A five-star customer experience is a distinguishing feature and competitive advantage that is difficult for competitors to replicate. To improve the customer experience, it must first be understood. How is this done?
While other Europeans withdrew from Brexit-land, my family decided to move against the flow to Boris Johnson's hometown, London. It's necessary to visit Finland from time to time, and unfortunately, this often means flying. Air travel provides a good example of the importance of the customer experience.
A return flight from Helsinki to London can cost anywhere between 50-350 euros. A Ryanair flight takes two hours and fifty minutes. A Finnair flight takes two hours and fifty minutes. Both flights are on similar aircraft, the seats are equally uncomfortable, and the in-flight service is minimal in both.
I use both airlines depending on the situation, yet Finnair always seems initially more appealing among these options. How can two companies offering identical products compete with such drastically different pricing?
The Importance of Customer Experience
It all starts with purchasing the flight – while Finnair's online store is clear and straightforward, Ryanair's service is a digital labyrinth where the customer lives in a constant anxiety of uncertainty about which additional services must be added to the order. The initial low price easily doubles by the time you are at the checkout entering your credit card number. Now, the feeling of being swindled begins.
At Stansted during peak times, check-in and boarding resemble a high-efficiency dairy in the 90s, where thousands of dairy cows snake through their stalls for hours to separate their liquids into mini-grip bags. If you make it to the gate, you are in for “Ryanair's special”: Passengers are forced into a narrow passageway leading to the plane well in advance – usually even before the plane has landed. Instead of sitting on terminal benches, passengers spend up to 45 minutes leaning against the stuffy tube walls.
The biggest difference in Finnair's and Ryanair's products is the customer experience. A good customer experience can be a distinguishing feature and competitive advantage, and a sufficient reason to charge a tenfold price.
Improving Customer Experience Begins with Understanding
To improve customer experience, it must first be understood. Two good ways to approach the structuring of experiences are:
Identifying User Groups:
Primary user groups are formed by finding common denominators in people's behaviours, backgrounds, and needs within the mass of customers.
Exploring the Customer Journey:
The customer journey is a method often used in service design to describe the customer's touchpoints during the selection, acquisition, and use of a service. A simple customer journey might include, for example, the stages of search, consideration, acquisition, and service use, but the division can be more granular, especially in the acquisition and use stages.
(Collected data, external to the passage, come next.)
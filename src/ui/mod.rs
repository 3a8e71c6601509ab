//! Terminal UI module using ratatui.
//!
//! This module provides the TUI rendering and input handling:
//!
//! - `render`: Main frame rendering, tables and overlays
//! - `input`: Keyboard event handling
//! - `styles`: Color schemes and text styling

pub mod input;
pub mod render;
pub mod styles;
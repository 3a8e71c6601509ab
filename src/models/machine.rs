use serde::{Deserialize, Serialize};

/// Machine type reference row (`GET /fetch-machine-types`).
#[derive(Debug, Clone, Serialize, Deserialize, Default)]
pub struct MachineType {
    pub id: i64,
    pub name: String,
}

/// Payload for `POST /add-machine-type`. The backend names the field
/// after the column, not the entity.
#[derive(Debug, Clone, Serialize)]
pub struct NewMachineType {
    pub machine_type: String,
}

/// Machine make reference row (`GET /fetch-makes`).
#[derive(Debug, Clone, Serialize, Deserialize, Default)]
pub struct Make {
    pub id: i64,
    pub make: String,
}

#[derive(Debug, Clone, Serialize)]
pub struct NewMake {
    pub make: String,
}

/// Model/size reference row (`GET /fetch-model-sizes`).
#[derive(Debug, Clone, Serialize, Deserialize, Default)]
pub struct ModelSize {
    pub id: i64,
    pub model_name: String,
}

#[derive(Debug, Clone, Serialize)]
pub struct NewModelSize {
    pub model_name: String,
}

/// Machine rate row as returned by `GET /machine-rate-data`. The backend
/// resolves the type/make ids to display names and appends the derived
/// per-hour figures for the requested country.
#[derive(Debug, Clone, Serialize, Deserialize, Default)]
pub struct MachineRate {
    pub id: i64,
    #[serde(default)]
    pub machine_type: String,
    #[serde(default)]
    pub make: String,
    #[serde(default)]
    pub model_size: String,
    #[serde(default)]
    pub purchase_dollar: f64,
    #[serde(default)]
    pub res_value: f64,
    #[serde(default)]
    pub useful_life: f64,
    #[serde(default)]
    pub utilization: f64,
    #[serde(default)]
    pub maintenance: f64,
    #[serde(default)]
    pub power_kw_hr: f64,
    #[serde(default)]
    pub power_spec: f64,
    #[serde(default)]
    pub area_m2: f64,
    #[serde(default)]
    pub water_m3_hr: f64,
    #[serde(default)]
    pub consumables: f64,
    /// Derived total rate in local currency per hour
    #[serde(default)]
    pub total_dollar_hr: f64,
}

/// Payload for `POST /create-machine-rate`; type and make go by id here.
#[derive(Debug, Clone, Serialize)]
pub struct NewMachineRate {
    pub machine_type: i64,
    pub make: i64,
    pub model_size: String,
    pub purchase_dollar: f64,
    pub res_value: f64,
    pub useful_life: f64,
    pub utilization: f64,
    pub maintenance: f64,
    pub power_kw_hr: f64,
    pub power_spec: f64,
    pub area_m2: f64,
    pub water_m3_hr: f64,
    pub consumables: f64,
}

/// Single-field edit for `PUT /update-machine-rate/{id}` and the edit
/// approval workflow. The backend maps the display `field` key to its
/// column and rejects keys it does not know.
#[derive(Debug, Clone, Serialize)]
pub struct MachineRateEdit {
    pub field: String,
    pub value: String,
}

#[cfg(test)]
mod tests {
    use super::*;

    #[test]
    fn parses_machine_rate_row() {
        let json = r#"{"id": 7, "machine_type": "CNC Lathe", "make": "Haas",
            "model_size": "ST-20", "purchase_dollar": 64500.0, "res_value": 10.0,
            "useful_life": 10.0, "utilization": 85.0, "maintenance": 5.0,
            "power_kw_hr": 12.5, "power_spec": 0.8, "area_m2": 6.0,
            "water_m3_hr": 0.0, "consumables": 1.2, "total_dollar_hr": 18.43}"#;
        let rate: MachineRate = serde_json::from_str(json).expect("parse rate");
        assert_eq!(rate.machine_type, "CNC Lathe");
        assert_eq!(rate.total_dollar_hr, 18.43);
    }

    #[test]
    fn tolerates_missing_derived_fields() {
        // Rows created before the backend added derived columns
        let json = r#"{"id": 1, "machine_type": "Press", "make": "Schuler"}"#;
        let rate: MachineRate = serde_json::from_str(json).expect("parse rate");
        assert_eq!(rate.total_dollar_hr, 0.0);
    }
}
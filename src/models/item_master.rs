use serde::{Deserialize, Serialize};

/// Item master record: the part being costed. Field set mirrors the
/// backend's `item_master` table.
#[derive(Debug, Clone, Serialize, Deserialize, Default)]
pub struct ItemMaster {
    #[serde(default)]
    pub id: i64,
    pub part_number: String,
    #[serde(default)]
    pub description: String,
    #[serde(default)]
    pub category: String,
    #[serde(default)]
    pub model: String,
    #[serde(default)]
    pub uom: String,
    #[serde(default)]
    pub material: String,
    #[serde(default)]
    pub weight: f64,
    #[serde(default)]
    pub dimensions: String,
    #[serde(default)]
    pub color: String,
    #[serde(default)]
    pub supplier: String,
    #[serde(default)]
    pub cost_per_unit: f64,
    #[serde(default)]
    pub min_order_qty: i64,
    #[serde(default)]
    pub annual_volume: i64,
    #[serde(default)]
    pub lifetime_volume: i64,
    #[serde(default)]
    pub compliance_standards: String,
    #[serde(default)]
    pub lifecycle_stage: String,
    #[serde(default)]
    pub drawing_number: String,
    #[serde(default)]
    pub revision_number: i64,
}

/// Dropdown entry (`GET /fetch-item-masters-dropdown`): just enough to
/// pick a part.
#[derive(Debug, Clone, Serialize, Deserialize, Default)]
pub struct ItemMasterRef {
    pub id: i64,
    pub part_number: String,
}

#[cfg(test)]
mod tests {
    use super::*;

    #[test]
    fn parses_partial_row() {
        let json = r#"{"id": 12, "part_number": "BRKT-0042",
            "description": "Mounting bracket", "material": "AL6061",
            "annual_volume": 120000}"#;
        let item: ItemMaster = serde_json::from_str(json).expect("parse item");
        assert_eq!(item.part_number, "BRKT-0042");
        assert_eq!(item.annual_volume, 120_000);
        assert_eq!(item.revision_number, 0);
    }
}
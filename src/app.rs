// Per-run loop state and the per-frame step, kept free of the window so the
// whole loop body is testable headless.

use crate::input::Command;
use crate::segment::SegmentMaker;
use crate::trail::TrailBuffer;
use crate::types::FrameBuffer;
use glam::Vec2;

pub const MAX_LINES: usize = 100_000;
pub const MAX_LINE_COEF: f64 = 1.5;
const BG_COLOR: u32 = 0x0000_0000; // black

pub struct App {
    trail: TrailBuffer,
    maker: SegmentMaker,
    cur_max_lines: usize, // in [1, MAX_LINES]
    lines_on: bool,
    running: bool,
}

impl App {
    pub fn new(maker: SegmentMaker) -> Self {
        Self {
            trail: TrailBuffer::new(),
            maker,
            cur_max_lines: 100,
            lines_on: false, // emission starts off; Space turns it on
            running: true,
        }
    }

    pub fn running(&self) -> bool {
        self.running
    }

    pub fn cur_max_lines(&self) -> usize {
        self.cur_max_lines
    }

    pub fn trail_len(&self) -> usize {
        self.trail.len()
    }

    /// Apply one routed command. Commands take effect immediately; Quit makes
    /// `running()` false so the caller stops before doing any more work.
    pub fn apply(&mut self, command: Command) {
        match command {
            Command::Quit => self.running = false,
            Command::ToggleEmission => self.lines_on = !self.lines_on,
            Command::IncreaseLimit => {
                self.cur_max_lines = if self.cur_max_lines < 2 {
                    2
                } else {
                    MAX_LINES.min((self.cur_max_lines as f64 * MAX_LINE_COEF).round() as usize)
                };
                println!("MAX LINE: {}", self.cur_max_lines);
            }
            Command::DecreaseLimit => {
                self.cur_max_lines = ((self.cur_max_lines as f64 / MAX_LINE_COEF).round() as usize).max(1);
                println!("MAX LINE: {}", self.cur_max_lines);
            }
            Command::Clear => self.trail.clear(),
        }
    }

    /// One frame after input handling: emit, trim, wipe, fade + draw.
    /// `pointer` is None until the pointer has entered the window; emission
    /// is skipped that frame.
    pub fn frame(&mut self, pointer: Option<Vec2>, fb: &mut FrameBuffer) {
        if self.lines_on {
            if let Some(center) = pointer {
                let segment = self.maker.make(center);
                self.trail.push(segment);
            }
        }
        self.trail.trim_to(self.cur_max_lines);

        fb.clear(BG_COLOR);
        for segment in self.trail.iter_mut() {
            segment.fade();
            segment.draw(fb);
        }
    }
}

#[cfg(test)]
mod tests {
    use super::*;
    use crate::color::ColorSource;

    fn app() -> App {
        App::new(SegmentMaker::new(ColorSource::gradient(100)))
    }

    fn run_frames(app: &mut App, fb: &mut FrameBuffer, n: usize) {
        let pointer = Some(Vec2::new(100.0, 50.0));
        for _ in 0..n {
            app.frame(pointer, fb);
        }
    }

    #[test]
    fn emission_off_produces_nothing() {
        let mut app = app();
        let mut fb = FrameBuffer::new(200, 100);
        run_frames(&mut app, &mut fb, 20);
        assert_eq!(app.trail_len(), 0);
        assert!(fb.pixels.iter().all(|&p| p == BG_COLOR));
    }

    #[test]
    fn buffer_stabilizes_at_the_limit_and_follows_limit_changes() {
        let mut app = app();
        let mut fb = FrameBuffer::new(200, 100);
        assert_eq!(app.cur_max_lines(), 100);

        app.apply(Command::ToggleEmission);
        run_frames(&mut app, &mut fb, 150);
        assert_eq!(app.trail_len(), 100);

        app.apply(Command::IncreaseLimit);
        assert_eq!(app.cur_max_lines(), 150); // round(100 * 1.5)
        run_frames(&mut app, &mut fb, 60);
        assert_eq!(app.trail_len(), 150);

        app.apply(Command::Clear);
        assert_eq!(app.trail_len(), 0);

        app.apply(Command::Quit);
        assert!(!app.running());
    }

    #[test]
    fn limit_grows_by_half_and_shrinks_back_within_bounds() {
        let mut app = app();
        app.apply(Command::DecreaseLimit); // 100 -> 67
        assert_eq!(app.cur_max_lines(), 67);
        for _ in 0..50 {
            app.apply(Command::DecreaseLimit);
        }
        assert_eq!(app.cur_max_lines(), 1); // floor is 1

        app.apply(Command::IncreaseLimit); // below 2 jumps straight to 2
        assert_eq!(app.cur_max_lines(), 2);
        app.apply(Command::IncreaseLimit);
        assert_eq!(app.cur_max_lines(), 3);

        for _ in 0..40 {
            app.apply(Command::IncreaseLimit);
        }
        assert_eq!(app.cur_max_lines(), MAX_LINES); // ceiling is MAX_LINES
    }

    #[test]
    fn no_pointer_means_no_emission() {
        let mut app = app();
        let mut fb = FrameBuffer::new(200, 100);
        app.apply(Command::ToggleEmission);
        app.frame(None, &mut fb);
        assert_eq!(app.trail_len(), 0);
        app.frame(Some(Vec2::new(10.0, 10.0)), &mut fb);
        assert_eq!(app.trail_len(), 1);
    }

    #[test]
    fn frames_draw_segments_into_the_buffer() {
        let mut app = app();
        let mut fb = FrameBuffer::new(200, 100);
        app.apply(Command::ToggleEmission);
        run_frames(&mut app, &mut fb, 1);
        // first segment is (nearly) pure red through the center
        assert!(fb.pixels.iter().any(|&p| p != BG_COLOR));
    }
}
// A tiny error type so we don't rely on anyhow/thiserror.
// Every variant states *where* things went wrong.
use std::fmt::{self, Display};

#[derive(Debug)]
pub enum Error {
    WindowInit(String),   // Creating the window failed
    WindowUpdate(String), // Updating the window buffer failed
}

impl Display for Error {
    // This decides how the error is printed to your console.
    fn fmt(&self, f: &mut fmt::Formatter<'_>) -> fmt::Result {
        match self {
            Error::WindowInit(s) => write!(f, "Window init error: {s}"),
            Error::WindowUpdate(s) => write!(f, "Window update error: {s}"),
        }
    }
}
From Understanding to Detailing the Customer Experience
Once the touchpoints and journey of different customers through the service are understood, design and development can be better targeted, and areas for improvement can be more accurately assessed.
Utilise Analytics. Analytics and heatmaps can quantitatively track how customers behave on a web service – which content is most consumed, which functions are used, and what paths are taken in the service. A/B testing can test two or more solutions to determine which best leads to the desired outcome. Analytics tools are usually inherently passive, suitable for handling large data sets, and are also vulnerable to misinterpretation of results.
Interview Your Customers. A more active approach to the customer experience is obtained by directly asking for customers' opinions. Customer interviews can map out people's real needs, purchasing barriers, or usability concerns with services.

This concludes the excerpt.